## Task brief:
Once the line containing "#[derive(Clone)]" has been written out, stop; until then, restate each line of the entries below word for word from the first.

## Data section:
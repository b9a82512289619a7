use std::{
    cell::{Cell, RefCell},
    ops::Deref,
    rc::Rc,
};

use async_trait::async_trait;
use gloo_net::http::{Request, RequestBuilder, Response};
use serde::Deserialize;
use serde_json::{json, Value};
use times_roman_shared::{
    cache::{QueryClient, QueryPolicy},
    preferences::KeyValueStorage,
    query::{SelectQuery, UpdateQuery, UpsertQuery},
    remote::{
        AuthClient, AuthListener, AuthListeners, AuthSubscription, OAuthProvider, SignUpOutcome,
        TableClient,
    },
    session::{parse_oauth_fragment, AuthEvent, Session, TokenResponse, User},
    BackendError, RemoteClient,
};
use wasm_bindgen::JsValue;
use web_sys::window;

use crate::{config, storage::BrowserStorage};

/// Remote client shared through the component tree. Equality is identity so
/// a context holding it never re-renders consumers.
#[derive(Clone)]
pub struct ClientHandle(Rc<QueryClient<dyn RemoteClient>>);

impl ClientHandle {
    pub fn new(inner: Rc<dyn RemoteClient>) -> Self {
        ClientHandle(Rc::new(QueryClient::new(inner, QueryPolicy::default())))
    }
}

impl PartialEq for ClientHandle {
    fn eq(&self, other: &Self) -> bool {
        Rc::ptr_eq(&self.0, &other.0)
    }
}

impl Deref for ClientHandle {
    type Target = QueryClient<dyn RemoteClient>;

    fn deref(&self) -> &Self::Target {
        &self.0
    }
}

/// Client for this build: the hosted backend, or seeded in-memory tables
/// when built with `--features mock`.
pub fn connect() -> ClientHandle {
    #[cfg(feature = "mock")]
    {
        tracing::info!("using in-memory mock backend");
        return ClientHandle::new(Rc::new(crate::models::mock_backend()));
    }

    #[cfg(not(feature = "mock"))]
    {
        if config::SUPABASE_ANON_KEY.is_empty() {
            tracing::warn!("SUPABASE_ANON_KEY is not set; requests will be rejected");
        }
        ClientHandle::new(Rc::new(SupabaseClient::new()))
    }
}

fn now_secs() -> i64 {
    (js_sys::Date::now() / 1000.0) as i64
}

fn network_error(err: gloo_net::Error) -> BackendError {
    BackendError::Network(format!("{:?}", err))
}

fn decode_error(err: gloo_net::Error) -> BackendError {
    BackendError::Decode(format!("{:?}", err))
}

/// Error body of either PostgREST (`code`/`message`/`details`) or GoTrue
/// (`error`/`error_description`/`msg`).
#[derive(Debug, Default, Deserialize)]
struct ErrorBody {
    #[serde(default)]
    code: Option<Value>,
    #[serde(default)]
    error_code: Option<String>,
    #[serde(default)]
    error: Option<String>,
    #[serde(default)]
    message: Option<String>,
    #[serde(default)]
    msg: Option<String>,
    #[serde(default)]
    error_description: Option<String>,
    #[serde(default)]
    details: Option<String>,
}

async fn read_error(response: Response, single: bool) -> BackendError {
    let status = response.status();
    let body = response.json::<ErrorBody>().await.unwrap_or_default();

    // PostgREST answers a singular fetch that matched 0 or many rows with 406.
    if single && status == 406 {
        let rows = body
            .details
            .as_deref()
            .and_then(|details| {
                details
                    .split(|c: char| !c.is_ascii_digit())
                    .find(|part| !part.is_empty())
                    .and_then(|digits| digits.parse::<usize>().ok())
            })
            .unwrap_or(0);
        return BackendError::NotSingle {
            rows,
        };
    }
    if status == 401 {
        return BackendError::Unauthorized;
    }

    let message = body
        .error_description
        .or(body.msg)
        .or(body.message)
        .unwrap_or_else(|| response.status_text());
    let code = body
        .error_code
        .or(body.error)
        .or_else(|| {
            body.code.map(|code| match code {
                Value::String(text) => text,
                other => other.to_string(),
            })
        });
    match code {
        Some(code) => BackendError::Api {
            status,
            code,
            message,
        },
        None => BackendError::Http {
            status,
            message,
        },
    }
}

/// PostgREST + GoTrue over `fetch`. The session lives in memory and in
/// localStorage under [`config::SESSION_STORAGE_KEY`].
pub struct SupabaseClient {
    session: RefCell<Option<Session>>,
    restored: Cell<bool>,
    listeners: AuthListeners,
    storage: BrowserStorage,
}

impl Default for SupabaseClient {
    fn default() -> Self {
        Self::new()
    }
}

impl SupabaseClient {
    pub fn new() -> Self {
        SupabaseClient {
            session: RefCell::new(None),
            restored: Cell::new(false),
            listeners: AuthListeners::default(),
            storage: BrowserStorage,
        }
    }

    fn bearer(&self) -> String {
        let token = self
            .session
            .borrow()
            .as_ref()
            .map(|session| session.access_token.clone())
            .unwrap_or_else(|| config::SUPABASE_ANON_KEY.to_string());
        format!("Bearer {}", token)
    }

    fn rest(&self, builder: RequestBuilder) -> RequestBuilder {
        builder
            .header("apikey", config::SUPABASE_ANON_KEY)
            .header("Authorization", &self.bearer())
    }

    fn gotrue(builder: RequestBuilder) -> RequestBuilder {
        builder
            .header("apikey", config::SUPABASE_ANON_KEY)
            .header("Content-Type", "application/json")
    }

    fn store_session(&self, session: Option<Session>) {
        match &session {
            Some(current) => match serde_json::to_string(current) {
                Ok(encoded) => self.storage.set_item(config::SESSION_STORAGE_KEY, &encoded),
                Err(err) => tracing::error!(error = %err, "failed to encode session"),
            },
            None => self.storage.remove_item(config::SESSION_STORAGE_KEY),
        }
        *self.session.borrow_mut() = session;
    }

    fn stored_session(&self) -> Option<Session> {
        if let Some(session) = self.session.borrow().clone() {
            return Some(session);
        }
        let raw = self.storage.get_item(config::SESSION_STORAGE_KEY)?;
        match serde_json::from_str::<Session>(&raw) {
            Ok(session) => Some(session),
            Err(err) => {
                tracing::warn!(error = %err, "discarding unreadable stored session");
                self.storage.remove_item(config::SESSION_STORAGE_KEY);
                None
            },
        }
    }

    async fn token_request(&self, grant_type: &str, body: Value) -> Result<Session, BackendError> {
        let url = config::auth_url(&format!("token?grant_type={}", grant_type));
        let response = Self::gotrue(Request::post(&url))
            .json(&body)
            .map_err(network_error)?
            .send()
            .await
            .map_err(network_error)?;
        if !response.ok() {
            return Err(read_error(response, false).await);
        }
        let token: TokenResponse = response.json().await.map_err(decode_error)?;
        Ok(token.into_session(now_secs()))
    }

    async fn fetch_user(&self, access_token: &str) -> Result<User, BackendError> {
        let response = Request::get(&config::auth_url("user"))
            .header("apikey", config::SUPABASE_ANON_KEY)
            .header("Authorization", &format!("Bearer {}", access_token))
            .send()
            .await
            .map_err(network_error)?;
        if !response.ok() {
            return Err(read_error(response, false).await);
        }
        response.json::<User>().await.map_err(decode_error)
    }

    /// Tokens left in the URL fragment by an OAuth redirect, exchanged for a
    /// full session. The fragment is stripped from the address bar.
    async fn session_from_url(&self) -> Result<Option<Session>, BackendError> {
        let Some(location) = window().map(|win| win.location()) else {
            return Ok(None);
        };
        let hash = location.hash().unwrap_or_default();
        let Some(fragment) = parse_oauth_fragment(&hash, now_secs()) else {
            return Ok(None);
        };

        let user = self.fetch_user(&fragment.access_token).await?;
        let session = Session {
            access_token: fragment.access_token,
            refresh_token: fragment.refresh_token,
            expires_at: fragment.expires_at,
            token_type: fragment.token_type,
            user,
        };

        if let Some(win) = window() {
            let clean = format!(
                "{}{}",
                location.pathname().unwrap_or_default(),
                location.search().unwrap_or_default()
            );
            if let Ok(history) = win.history() {
                let _ = history.replace_state_with_url(&JsValue::NULL, "", Some(&clean));
            }
        }
        Ok(Some(session))
    }

    async fn refresh(&self, session: Session) -> Result<Option<Session>, BackendError> {
        match self
            .token_request("refresh_token", json!({ "refresh_token": session.refresh_token }))
            .await
        {
            Ok(refreshed) => {
                self.store_session(Some(refreshed.clone()));
                self.listeners
                    .emit(AuthEvent::TokenRefreshed, Some(refreshed.clone()));
                Ok(Some(refreshed))
            },
            Err(err @ BackendError::Network(_)) => Err(err),
            Err(err) => {
                tracing::warn!(error = %err, "refresh token rejected, signing out");
                self.store_session(None);
                self.listeners.emit(AuthEvent::SignedOut, None);
                Ok(None)
            },
        }
    }
}

#[async_trait(?Send)]
impl TableClient for SupabaseClient {
    async fn select(&self, query: &SelectQuery) -> Result<Vec<Value>, BackendError> {
        let url = config::rest_url(query.table_name(), &query.to_query_string());
        let mut request = self
            .rest(Request::get(&url))
            .header("Cache-Control", "no-cache, no-store, max-age=0")
            .header("Pragma", "no-cache");
        if query.is_single() {
            request = request.header("Accept", "application/vnd.pgrst.object+json");
        }
        let response = request.send().await.map_err(network_error)?;
        if !response.ok() {
            return Err(read_error(response, query.is_single()).await);
        }

        if query.is_single() {
            let row: Value = response.json().await.map_err(decode_error)?;
            Ok(vec![row])
        } else {
            response.json().await.map_err(decode_error)
        }
    }

    async fn update(&self, query: &UpdateQuery) -> Result<(), BackendError> {
        let url = config::rest_url(query.table_name(), &query.to_query_string());
        let response = self
            .rest(Request::patch(&url))
            .header("Content-Type", "application/json")
            .header("Prefer", "return=minimal")
            .json(query.patch())
            .map_err(network_error)?
            .send()
            .await
            .map_err(network_error)?;
        if !response.ok() {
            return Err(read_error(response, false).await);
        }
        Ok(())
    }

    async fn upsert(&self, query: &UpsertQuery) -> Result<(), BackendError> {
        let url = config::rest_url(query.table_name(), &query.to_query_string());
        let response = self
            .rest(Request::post(&url))
            .header("Content-Type", "application/json")
            .header("Prefer", "resolution=merge-duplicates,return=minimal")
            .json(query.row())
            .map_err(network_error)?
            .send()
            .await
            .map_err(network_error)?;
        if !response.ok() {
            return Err(read_error(response, false).await);
        }
        Ok(())
    }
}

#[async_trait(?Send)]
impl AuthClient for SupabaseClient {
    async fn sign_in_with_password(
        &self,
        email: &str,
        password: &str,
    ) -> Result<Session, BackendError> {
        let session = self
            .token_request("password", json!({ "email": email, "password": password }))
            .await?;
        self.store_session(Some(session.clone()));
        self.listeners.emit(AuthEvent::SignedIn, Some(session.clone()));
        Ok(session)
    }

    async fn sign_up(
        &self,
        email: &str,
        password: &str,
        redirect_to: &str,
    ) -> Result<SignUpOutcome, BackendError> {
        let url = config::auth_url(&format!("signup?redirect_to={}", urlencoding::encode(redirect_to)));
        let response = Self::gotrue(Request::post(&url))
            .json(&json!({ "email": email, "password": password }))
            .map_err(network_error)?
            .send()
            .await
            .map_err(network_error)?;
        if !response.ok() {
            return Err(read_error(response, false).await);
        }

        let body: Value = response.json().await.map_err(decode_error)?;
        if body.get("access_token").is_none() {
            return Ok(SignUpOutcome::ConfirmationRequired);
        }
        let token: TokenResponse = serde_json::from_value(body)?;
        let session = token.into_session(now_secs());
        self.store_session(Some(session.clone()));
        self.listeners.emit(AuthEvent::SignedIn, Some(session.clone()));
        Ok(SignUpOutcome::SignedIn(session))
    }

    fn oauth_authorize_url(&self, provider: OAuthProvider, redirect_to: &str) -> String {
        config::auth_url(&format!(
            "authorize?provider={}&redirect_to={}",
            provider.as_str(),
            urlencoding::encode(redirect_to)
        ))
    }

    async fn get_session(&self) -> Result<Option<Session>, BackendError> {
        let first_call = !self.restored.replace(true);

        if let Some(session) = self.session_from_url().await? {
            self.store_session(Some(session.clone()));
            self.listeners.emit(AuthEvent::SignedIn, Some(session.clone()));
            return Ok(Some(session));
        }

        let current = match self.stored_session() {
            Some(session) if session.needs_refresh(now_secs()) => self.refresh(session).await?,
            Some(session) => {
                *self.session.borrow_mut() = Some(session.clone());
                Some(session)
            },
            None => None,
        };
        if first_call {
            self.listeners.emit(AuthEvent::InitialSession, current.clone());
        }
        Ok(current)
    }

    async fn sign_out(&self) -> Result<(), BackendError> {
        let signed_in = self.session.borrow().is_some();
        if signed_in {
            let result = self
                .rest(Request::post(&config::auth_url("logout")))
                .send()
                .await;
            match result {
                Ok(response) if !response.ok() => {
                    tracing::warn!(status = response.status(), "logout rejected by backend")
                },
                Err(err) => tracing::warn!(error = ?err, "logout request failed"),
                Ok(_) => {},
            }
        }
        self.store_session(None);
        self.listeners.emit(AuthEvent::SignedOut, None);
        Ok(())
    }

    fn on_auth_state_change(&self, listener: AuthListener) -> AuthSubscription {
        self.listeners.subscribe(listener)
    }
}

## Reply to the exercise:
repository b9a82512289619a7
use std::{
    cell::{Cell, RefCell},
    ops::Deref,
    rc::Rc,
};

use async_trait::async_trait;
use gloo_net::http::{Request, RequestBuilder, Response};
use serde::Deserialize;
use serde_json::{json, Value};
use times_roman_shared::{
    cache::{QueryClient, QueryPolicy},
    preferences::KeyValueStorage,
    query::{SelectQuery, UpdateQuery, UpsertQuery},
    remote::{
        AuthClient, AuthListener, AuthListeners, AuthSubscription, OAuthProvider, SignUpOutcome,
        TableClient,
    },
    session::{parse_oauth_fragment, AuthEvent, Session, TokenResponse, User},
    BackendError, RemoteClient,
};
use wasm_bindgen::JsValue;
use web_sys::window;

use crate::{config, storage::BrowserStorage};

/// Remote client shared through the component tree. Equality is identity so
/// a context holding it never re-renders consumers.
#[derive(Clone)]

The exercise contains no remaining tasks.